Neural Graphics Primitives-based Deformable Image Registration for On-the-fly Motion Extraction
Xia Li, Fabian Zhang, Muheng Li, Damien Weber, Antony Lomax, Joachim Buhmann, Ye Zhang
TL;DR
This work presents NGPDIR, a per-case, self-supervised deformable image registration approach that combines INR-based DIR with Neural Graphics Primitives (NGP) to optimize the displacement vector field (DVF) for 4D-CT lung motion. By encoding DVFs with multi-resolution hash tables and a shallow network, NGPDIR achieves resolution-independent, fast DVF estimation, addressing sliding boundary challenges without requiring large pre-training.
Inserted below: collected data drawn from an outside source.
//! `SeaORM` entities for the ledger tables.

pub mod prelude;

pub mod accounts;
pub mod journal_entries;
pub mod journal_lines;
pub mod ledger_lines;
pub mod reconciliations;
pub mod sea_orm_active_enums;
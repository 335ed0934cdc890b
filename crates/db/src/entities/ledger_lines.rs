//! `SeaORM` Entity for ledger_lines table (append-only).

use sea_orm::entity::prelude::*;
use serde::{Deserialize, Serialize};

use super::sea_orm_active_enums::EntrySide;

#[derive(Clone, Debug, PartialEq, DeriveEntityModel, Eq, Serialize, Deserialize)]
#[sea_orm(table_name = "ledger_lines")]
pub struct Model {
    #[sea_orm(primary_key, auto_increment = false)]
    pub id: Uuid,
    pub entry_id: Uuid,
    pub line_no: i32,
    pub account_id: Uuid,
    pub side: EntrySide,
    #[sea_orm(column_type = "Decimal(Some((19, 4)))")]
    pub amount: Decimal,
    pub normal_side: EntrySide,
    pub entry_date: Date,
    pub posted_at: DateTimeWithTimeZone,
    #[sea_orm(column_type = "Text", nullable)]
    pub description: Option<String>,
}

#[derive(Copy, Clone, Debug, EnumIter, DeriveRelation)]
pub enum Relation {
    #[sea_orm(
        belongs_to = "super::accounts::Entity",
        from = "Column::AccountId",
        to = "super::accounts::Column::Id"
    )]
    Accounts,
    #[sea_orm(
        belongs_to = "super::journal_entries::Entity",
        from = "Column::EntryId",
        to = "super::journal_entries::Column::Id"
    )]
    JournalEntries,
}

impl Related<super::accounts::Entity> for Entity {
    fn to() -> RelationDef {
        Relation::Accounts.def()
    }
}

impl Related<super::journal_entries::Entity> for Entity {
    fn to() -> RelationDef {
        Relation::JournalEntries.def()
    }
}

impl ActiveModelBehavior for ActiveModel {}
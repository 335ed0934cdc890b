//! Validation rules for the chart of accounts.

use tally_shared::types::AccountId;

use super::types::{Account, CreateAccountInput};
use crate::ledger::LedgerError;

/// Account registry rules.
///
/// Stateless; callers supply what storage knows about existing accounts.
pub struct AccountRegistry;

impl AccountRegistry {
    /// Validates a new account against its parent.
    ///
    /// # Errors
    ///
    /// - `InvalidAccountCode` for an empty or whitespace code
    /// - `InvalidCurrency` unless the currency is three uppercase ASCII letters
    /// - `InvalidParent` if the parent is missing or has a different type
    pub fn validate_new(
        input: &CreateAccountInput,
        parent: Option<&Account>,
    ) -> Result<(), LedgerError> {
        Self::validate_code(&input.code)?;
        Self::validate_currency(&input.currency)?;

        if let Some(parent_id) = input.parent_id {
            let parent = parent.ok_or_else(|| LedgerError::InvalidParent {
                parent_id,
                reason: "parent account does not exist".to_string(),
            })?;
            if parent.account_type != input.account_type {
                return Err(LedgerError::InvalidParent {
                    parent_id,
                    reason: format!(
                        "parent is {} but child is {}",
                        parent.account_type, input.account_type
                    ),
                });
            }
        }
        Ok(())
    }

    /// Validates an account code.
    ///
    /// # Errors
    ///
    /// Returns `InvalidAccountCode` if the code is empty or contains whitespace.
    pub fn validate_code(code: &str) -> Result<(), LedgerError> {
        if code.is_empty() || code.chars().any(char::is_whitespace) {
            return Err(LedgerError::InvalidAccountCode(code.to_string()));
        }
        Ok(())
    }

    /// Validates an ISO 4217 currency code shape.
    ///
    /// # Errors
    ///
    /// Returns `InvalidCurrency` unless the code is three uppercase letters.
    pub fn validate_currency(currency: &str) -> Result<(), LedgerError> {
        if currency.len() == 3 && currency.chars().all(|c| c.is_ascii_uppercase()) {
            Ok(())
        } else {
            Err(LedgerError::InvalidCurrency(currency.to_string()))
        }
    }

    /// Checks that an account may be deactivated.
    ///
    /// Posted history never blocks deactivation; open drafts do.
    ///
    /// # Errors
    ///
    /// Returns `HasOpenActivity` if any draft references the account.
    pub fn ensure_can_deactivate(account_id: AccountId, drafts: u64) -> Result<(), LedgerError> {
        if drafts > 0 {
            return Err(LedgerError::HasOpenActivity { account_id, drafts });
        }
        Ok(())
    }
}
//! Ledger schema migration.
//!
//! Creates the enums, the chart of accounts, journal entry documents, the
//! append-only ledger, reconciliation snapshots, and the triggers that keep
//! posted data immutable.

use sea_orm_migration::prelude::*;

#[derive(DeriveMigrationName)]
pub struct Migration;

#[async_trait::async_trait]
impl MigrationTrait for Migration {
    async fn up(&self, manager: &SchemaManager) -> Result<(), DbErr> {
        let db = manager.get_connection();

        // ============================================================
        // PART 1: ENUMS
        // ============================================================
        db.execute_unprepared(ENUMS_SQL).await?;

        // ============================================================
        // PART 2: CHART OF ACCOUNTS
        // ============================================================
        db.execute_unprepared(ACCOUNTS_SQL).await?;

        // ============================================================
        // PART 3: JOURNAL ENTRIES
        // ============================================================
        db.execute_unprepared(JOURNAL_ENTRIES_SQL).await?;
        db.execute_unprepared(JOURNAL_LINES_SQL).await?;

        // ============================================================
        // PART 4: LEDGER
        // ============================================================
        db.execute_unprepared(LEDGER_LINES_SQL).await?;

        // ============================================================
        // PART 5: RECONCILIATION
        // ============================================================
        db.execute_unprepared(RECONCILIATIONS_SQL).await?;

        // ============================================================
        // PART 6: TRIGGERS
        // ============================================================
        db.execute_unprepared(TRIGGERS_SQL).await?;

        Ok(())
    }

    async fn down(&self, manager: &SchemaManager) -> Result<(), DbErr> {
        let db = manager.get_connection();
        db.execute_unprepared(DROP_ALL_SQL).await?;
        Ok(())
    }
}

// ============================================================
// SQL CONSTANTS
// ============================================================

const ENUMS_SQL: &str = r"
CREATE TYPE account_type AS ENUM (
    'asset',
    'liability',
    'equity',
    'revenue',
    'expense'
);

CREATE TYPE entry_status AS ENUM ('draft', 'posted', 'reversed');

CREATE TYPE entry_side AS ENUM ('debit', 'credit');
";

const ACCOUNTS_SQL: &str = r"
CREATE TABLE accounts (
    id UUID PRIMARY KEY,
    code VARCHAR(50) NOT NULL,
    name VARCHAR(255) NOT NULL,
    description TEXT,
    account_type account_type NOT NULL,
    parent_id UUID REFERENCES accounts(id),
    currency CHAR(3) NOT NULL,
    is_active BOOLEAN NOT NULL DEFAULT true,
    created_by UUID NOT NULL,
    created_at TIMESTAMPTZ NOT NULL DEFAULT now(),
    updated_at TIMESTAMPTZ NOT NULL DEFAULT now(),
    CONSTRAINT uq_accounts_code UNIQUE (code),
    CONSTRAINT chk_accounts_currency CHECK (currency ~ '^[A-Z]{3}$'),
    CONSTRAINT chk_accounts_not_own_parent CHECK (parent_id IS NULL OR parent_id <> id)
);

CREATE INDEX idx_accounts_parent ON accounts(parent_id);
";

const JOURNAL_ENTRIES_SQL: &str = r"
CREATE TABLE journal_entries (
    id UUID PRIMARY KEY,
    entry_date DATE NOT NULL,
    reference VARCHAR(255) NOT NULL,
    description TEXT NOT NULL,
    status entry_status NOT NULL DEFAULT 'draft',
    created_by UUID NOT NULL,
    created_at TIMESTAMPTZ NOT NULL DEFAULT now(),
    updated_at TIMESTAMPTZ NOT NULL DEFAULT now(),
    posted_at TIMESTAMPTZ,
    posted_by UUID,
    reversal_of UUID REFERENCES journal_entries(id),
    reversed_by UUID REFERENCES journal_entries(id),
    reversal_reason TEXT,
    reversed_at TIMESTAMPTZ,
    reversed_by_actor UUID,
    CONSTRAINT chk_posted_fields CHECK (
        status = 'draft' OR (posted_at IS NOT NULL AND posted_by IS NOT NULL)
    ),
    CONSTRAINT chk_reversed_fields CHECK (
        status <> 'reversed' OR (reversed_by IS NOT NULL AND reversal_reason IS NOT NULL)
    )
);

CREATE UNIQUE INDEX uq_journal_entries_reversal_of
    ON journal_entries(reversal_of) WHERE reversal_of IS NOT NULL;
CREATE INDEX idx_journal_entries_status ON journal_entries(status);
CREATE INDEX idx_journal_entries_date ON journal_entries(entry_date);
";

const JOURNAL_LINES_SQL: &str = r"
CREATE TABLE journal_lines (
    id UUID PRIMARY KEY,
    entry_id UUID NOT NULL REFERENCES journal_entries(id) ON DELETE CASCADE,
    line_no INTEGER NOT NULL,
    account_id UUID NOT NULL REFERENCES accounts(id),
    side entry_side NOT NULL,
    amount NUMERIC(19, 4) NOT NULL,
    description TEXT,
    CONSTRAINT uq_journal_lines_entry_line UNIQUE (entry_id, line_no),
    CONSTRAINT chk_journal_lines_amount_positive CHECK (amount > 0),
    CONSTRAINT chk_journal_lines_line_no CHECK (line_no >= 1)
);

CREATE INDEX idx_journal_lines_account ON journal_lines(account_id);
";

const LEDGER_LINES_SQL: &str = r"
CREATE TABLE ledger_lines (
    id UUID PRIMARY KEY,
    entry_id UUID NOT NULL REFERENCES journal_entries(id),
    line_no INTEGER NOT NULL,
    account_id UUID NOT NULL REFERENCES accounts(id),
    side entry_side NOT NULL,
    amount NUMERIC(19, 4) NOT NULL,
    normal_side entry_side NOT NULL,
    entry_date DATE NOT NULL,
    posted_at TIMESTAMPTZ NOT NULL,
    description TEXT,
    CONSTRAINT uq_ledger_lines_entry_line UNIQUE (entry_id, line_no),
    CONSTRAINT chk_ledger_lines_amount_positive CHECK (amount > 0)
);

CREATE INDEX idx_ledger_lines_account_date ON ledger_lines(account_id, entry_date);
CREATE INDEX idx_ledger_lines_date ON ledger_lines(entry_date);
";

const RECONCILIATIONS_SQL: &str = r"
CREATE TABLE reconciliations (
    id UUID PRIMARY KEY,
    account_id UUID NOT NULL REFERENCES accounts(id),
    statement_date DATE NOT NULL,
    external_balance NUMERIC(19, 4) NOT NULL,
    ledger_balance NUMERIC(19, 4) NOT NULL,
    discrepancy NUMERIC(19, 4) NOT NULL,
    matched JSONB NOT NULL DEFAULT '[]',
    unmatched_external JSONB NOT NULL DEFAULT '[]',
    unmatched_ledger JSONB NOT NULL DEFAULT '[]',
    created_by UUID NOT NULL,
    created_at TIMESTAMPTZ NOT NULL DEFAULT now()
);

CREATE INDEX idx_reconciliations_account ON reconciliations(account_id, created_at);
";

const TRIGGERS_SQL: &str = r"
-- ============================================================
-- FUNCTION: reject_ledger_mutation
-- Ledger lines and reconciliation snapshots are append-only
-- ============================================================
CREATE OR REPLACE FUNCTION reject_ledger_mutation()
RETURNS TRIGGER AS $$
BEGIN
    RAISE EXCEPTION '% is append-only: % rejected', TG_TABLE_NAME, TG_OP;
END;
$$ LANGUAGE plpgsql;

CREATE TRIGGER trg_ledger_lines_append_only
BEFORE UPDATE OR DELETE ON ledger_lines
FOR EACH ROW
EXECUTE FUNCTION reject_ledger_mutation();

CREATE TRIGGER trg_reconciliations_append_only
BEFORE UPDATE OR DELETE ON reconciliations
FOR EACH ROW
EXECUTE FUNCTION reject_ledger_mutation();

-- ============================================================
-- FUNCTION: check_posted_balance
-- The ledger lines of every entry must balance at commit
-- ============================================================
CREATE OR REPLACE FUNCTION check_posted_balance()
RETURNS TRIGGER AS $$
DECLARE
    total_debit NUMERIC(19, 4);
    total_credit NUMERIC(19, 4);
BEGIN
    SELECT
        COALESCE(SUM(amount) FILTER (WHERE side = 'debit'), 0),
        COALESCE(SUM(amount) FILTER (WHERE side = 'credit'), 0)
    INTO total_debit, total_credit
    FROM ledger_lines
    WHERE entry_id = NEW.entry_id;

    IF total_debit <> total_credit THEN
        RAISE EXCEPTION 'Entry % is not balanced. Debit: %, Credit: %',
            NEW.entry_id, total_debit, total_credit;
    END IF;

    RETURN NEW;
END;
$$ LANGUAGE plpgsql;

CREATE CONSTRAINT TRIGGER trg_ledger_lines_balanced
AFTER INSERT ON ledger_lines
DEFERRABLE INITIALLY DEFERRED
FOR EACH ROW
EXECUTE FUNCTION check_posted_balance();

-- ============================================================
-- FUNCTION: prevent_posted_modification
-- Posted entries only change by being reversed; reversed entries never change
-- ============================================================
CREATE OR REPLACE FUNCTION prevent_posted_modification()
RETURNS TRIGGER AS $$
BEGIN
    IF TG_OP = 'DELETE' THEN
        IF OLD.status <> 'draft' THEN
            RAISE EXCEPTION 'Cannot delete % journal entry %', OLD.status, OLD.id;
        END IF;
        RETURN OLD;
    END IF;

    IF OLD.status = 'posted' AND NEW.status <> 'reversed' THEN
        RAISE EXCEPTION 'Cannot modify posted journal entry. Reverse it instead.';
    END IF;

    IF OLD.status = 'reversed' THEN
        RAISE EXCEPTION 'Cannot modify reversed journal entry.';
    END IF;

    RETURN NEW;
END;
$$ LANGUAGE plpgsql;

CREATE TRIGGER trg_prevent_posted_mod
BEFORE UPDATE OR DELETE ON journal_entries
FOR EACH ROW
EXECUTE FUNCTION prevent_posted_modification();

-- ============================================================
-- FUNCTION: prevent_posted_line_modification
-- Journal lines are editable only while their entry is a draft
-- ============================================================
CREATE OR REPLACE FUNCTION prevent_posted_line_modification()
RETURNS TRIGGER AS $$
DECLARE
    entry_status_val entry_status;
BEGIN
    SELECT status INTO entry_status_val
    FROM journal_entries
    WHERE id = COALESCE(NEW.entry_id, OLD.entry_id);

    IF entry_status_val IS NOT NULL AND entry_status_val <> 'draft' THEN
        RAISE EXCEPTION 'Cannot modify lines of % journal entry', entry_status_val;
    END IF;

    IF TG_OP = 'DELETE' THEN
        RETURN OLD;
    END IF;
    RETURN NEW;
END;
$$ LANGUAGE plpgsql;

CREATE TRIGGER trg_prevent_posted_line_mod
BEFORE UPDATE OR DELETE ON journal_lines
FOR EACH ROW
EXECUTE FUNCTION prevent_posted_line_modification();
";

const DROP_ALL_SQL: &str = r"
-- Drop triggers
DROP TRIGGER IF EXISTS trg_prevent_posted_line_mod ON journal_lines;
DROP TRIGGER IF EXISTS trg_prevent_posted_mod ON journal_entries;
DROP TRIGGER IF EXISTS trg_ledger_lines_balanced ON ledger_lines;
DROP TRIGGER IF EXISTS trg_reconciliations_append_only ON reconciliations;
DROP TRIGGER IF EXISTS trg_ledger_lines_append_only ON ledger_lines;

-- Drop functions
DROP FUNCTION IF EXISTS prevent_posted_line_modification();
DROP FUNCTION IF EXISTS prevent_posted_modification();
DROP FUNCTION IF EXISTS check_posted_balance();
DROP FUNCTION IF EXISTS reject_ledger_mutation();

-- Drop tables (reverse order of creation)
DROP TABLE IF EXISTS reconciliations CASCADE;
DROP TABLE IF EXISTS ledger_lines CASCADE;
DROP TABLE IF EXISTS journal_lines CASCADE;
DROP TABLE IF EXISTS journal_entries CASCADE;
DROP TABLE IF EXISTS accounts CASCADE;

-- Drop enums
DROP TYPE IF EXISTS entry_side CASCADE;
DROP TYPE IF EXISTS entry_status CASCADE;
DROP TYPE IF EXISTS account_type CASCADE;
";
On the DIR-lab 4D-CT dataset, NGPDIR attains a target registration error of $1.15\pm1.15$ mm in $1.77$ seconds, representing a state-of-the-art speed-accuracy trade-off and opening avenues for real-time motion extraction in radiotherapy. The approach combines per-case optimization with strong potential for real-time adaptive planning, motion tracking, and dose optimization, while highlighting opportunities for meta-learning to generalize priors across anatomical regions.
Abstract
Intra-fraction motion in radiotherapy is commonly modeled using deformable image registration (DIR). However, existing methods often struggle to balance speed and accuracy, limiting their applicability in clinical scenarios. This study introduces a novel approach that harnesses Neural Graphics Primitives (NGP) to optimize the displacement vector field (DVF). Our method leverages learned primitives, processed as splats, and interpolates within space using a shallow neural network. Uniquely, it enables self-supervised optimization at an ultra-fast speed, negating the need for pre-training on extensive datasets and allowing seamless adaptation to new cases. We validated this approach on the 4D-CT lung dataset DIR-lab, achieving a target registration error (TRE) of 1.15\pm1.15 mm within a remarkable time of 1.77 seconds. Notably, our method also addresses the sliding boundary problem, a common challenge in conventional DIR methods.